Es un asunto complicado eso de escribir diarios. A los muchos beneficios que supone poner por escrito pensamientos, deseos, malestares y emociones diversas, con lo que ello tiene de desahogo, de posibilidad de comprender lo que nos sucede al escribirlo, se contrapone la nada desdeñable complicación de que todo aquello que se escribe ahí queda, y nunca se sabe cuántas vidas puede tener. Durante los muchos años que he dirigido talleres de creación literaria, se ha repetido la discusión acerca de la utilidad de la escritura confesional, unas veces con vocación literaria y otras simplemente como terapia, como canalización de malestares, resentimientos, ilusiones o desengaños.

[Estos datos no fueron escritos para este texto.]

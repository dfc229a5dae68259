use super::*;

/// The length of the version, flags and entry count fields preceding the offset table.
pub const TABLE_OFFSET: u64 = 8;

/// A sample table chunk offset atom (`stco`) storing 32 bit absolute file offsets.
///
/// The leading entry count is authoritative, exactly that many offsets are read.
#[derive(Clone, Debug, Default, Eq, PartialEq)]
pub struct Stco {
    pub offsets: Vec<u32>,
}

impl Atom for Stco {
    const FOURCC: Fourcc = SAMPLE_TABLE_CHUNK_OFFSET;
}

impl ParseAtom for Stco {
    fn parse_atom(
        reader: &mut (impl Read + Seek),
        _cfg: &ParseConfig<'_>,
        size: Size,
    ) -> crate::Result<Self> {
        let (version, _) = parse_full_head(reader)?;

        if version != 0 {
            return Err(crate::Error::new(
                ErrorKind::UnknownVersion(version),
                "Unknown sample table chunk offset (stco) version",
            ));
        }

        let entries = reader.read_u32::<BigEndian>()?;
        if TABLE_OFFSET + 4 * entries as u64 != size.content_len() {
            return Err(crate::Error::new(
                ErrorKind::Parsing,
                "Sample table chunk offset (stco) table size doesn't match atom length",
            ));
        }

        let mut offsets = Vec::with_capacity(entries as usize);
        for _ in 0..entries {
            offsets.push(reader.read_u32::<BigEndian>()?);
        }

        Ok(Self { offsets })
    }
}

impl WriteAtom for Stco {
    fn write_atom(&self, writer: &mut impl Write) -> crate::Result<()> {
        self.write_head(writer)?;
        write_full_head(writer, 0, [0; 3])?;

        writer.write_u32::<BigEndian>(self.offsets.len() as u32)?;
        for o in self.offsets.iter() {
            writer.write_u32::<BigEndian>(*o)?;
        }

        Ok(())
    }

    fn size(&self) -> Size {
        let content_len = TABLE_OFFSET + 4 * self.offsets.len() as u64;
        Size::from(content_len)
    }
}

pub struct StcoBounds {
    pub bounds: AtomBounds,
    pub offsets: Vec<u32>,
}

impl Deref for StcoBounds {
    type Target = AtomBounds;

    fn deref(&self) -> &Self::Target {
        &self.bounds
    }
}

impl StcoBounds {
    /// The position of the first offset table entry.
    pub fn table_pos(&self) -> u64 {
        self.bounds.content_pos() + TABLE_OFFSET
    }
}

impl FindAtom for Stco {
    type Bounds = StcoBounds;

    fn find_atom(reader: &mut (impl Read + Seek), size: Size) -> crate::Result<Self::Bounds> {
        let bounds = find_bounds(reader, size, Self::FOURCC)?;
        let read_cfg = ReadConfig::headers_only();
        let cfg = ParseConfig::new(&read_cfg);
        let stco = Self::parse_atom(reader, &cfg, size)?;
        Ok(Self::Bounds { bounds, offsets: stco.offsets })
    }
}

Siempre he defendido la conveniencia de escribir un diario, entre otras cosas, para evitar la tentación de tener por literario y, por tanto, pretender que así sea considerado (y publicado y leído) lo que no es más que el vómito de las emociones sin filtro, muy sentidas, eso sí, y separarlo muy bien de la literatura. Pero también habría que considerar cuánta vida les damos a esos diarios y si no sería una buena medida condenarlos a la destrucción en algún momento, incluso aunque ninguno de nosotros seamos Rocío Jurado ni tengamos el más mínimo interés público.
Aquellos que lean lo que escribimos ¿van a hacerse una idea siquiera aproximada de quiénes éramos? ¿Cómo evitar que la imagen que permanezca sea la de nuestra irritación que era la que nos llevaba a escribir, en tanto que nuestros momentos de felicidad para nosotros se quedaban porque no necesitábamos desahogarnos por escrito? ¿Eran nuestro jefe, o nuestra pareja, o nuestra cuñada seres así de despreciables o es que solo escribíamos cuando estábamos cabreados? ¿No nos habremos dejado llevar por una tendencia a la fantasía a la hora de narrar determinadas situaciones? ¿No es monstruosamente difícil dejar constancia no solo de las más primarias de nuestras emociones, sino del contexto en que se producen? ¿De verdad se puede conocer a una persona a través de las páginas de su diario? ¿Reflexionar acerca de esto, para colmo, no puede llevarnos justamente al extremo de escribir 'para' ese hipotético y futuro lector que tenga en sus manos nuestro diario?
Y ya, de lo de hacer público, a la muerte del autor de esos pensamientos vertidos quién sabe en qué situación, bajo qué influjos y con qué intención, y exponer ante los ojos de todos, para su disección, análisis e interpretación, aquel alivio instantáneo que supuso escribir, mejor no hablamos.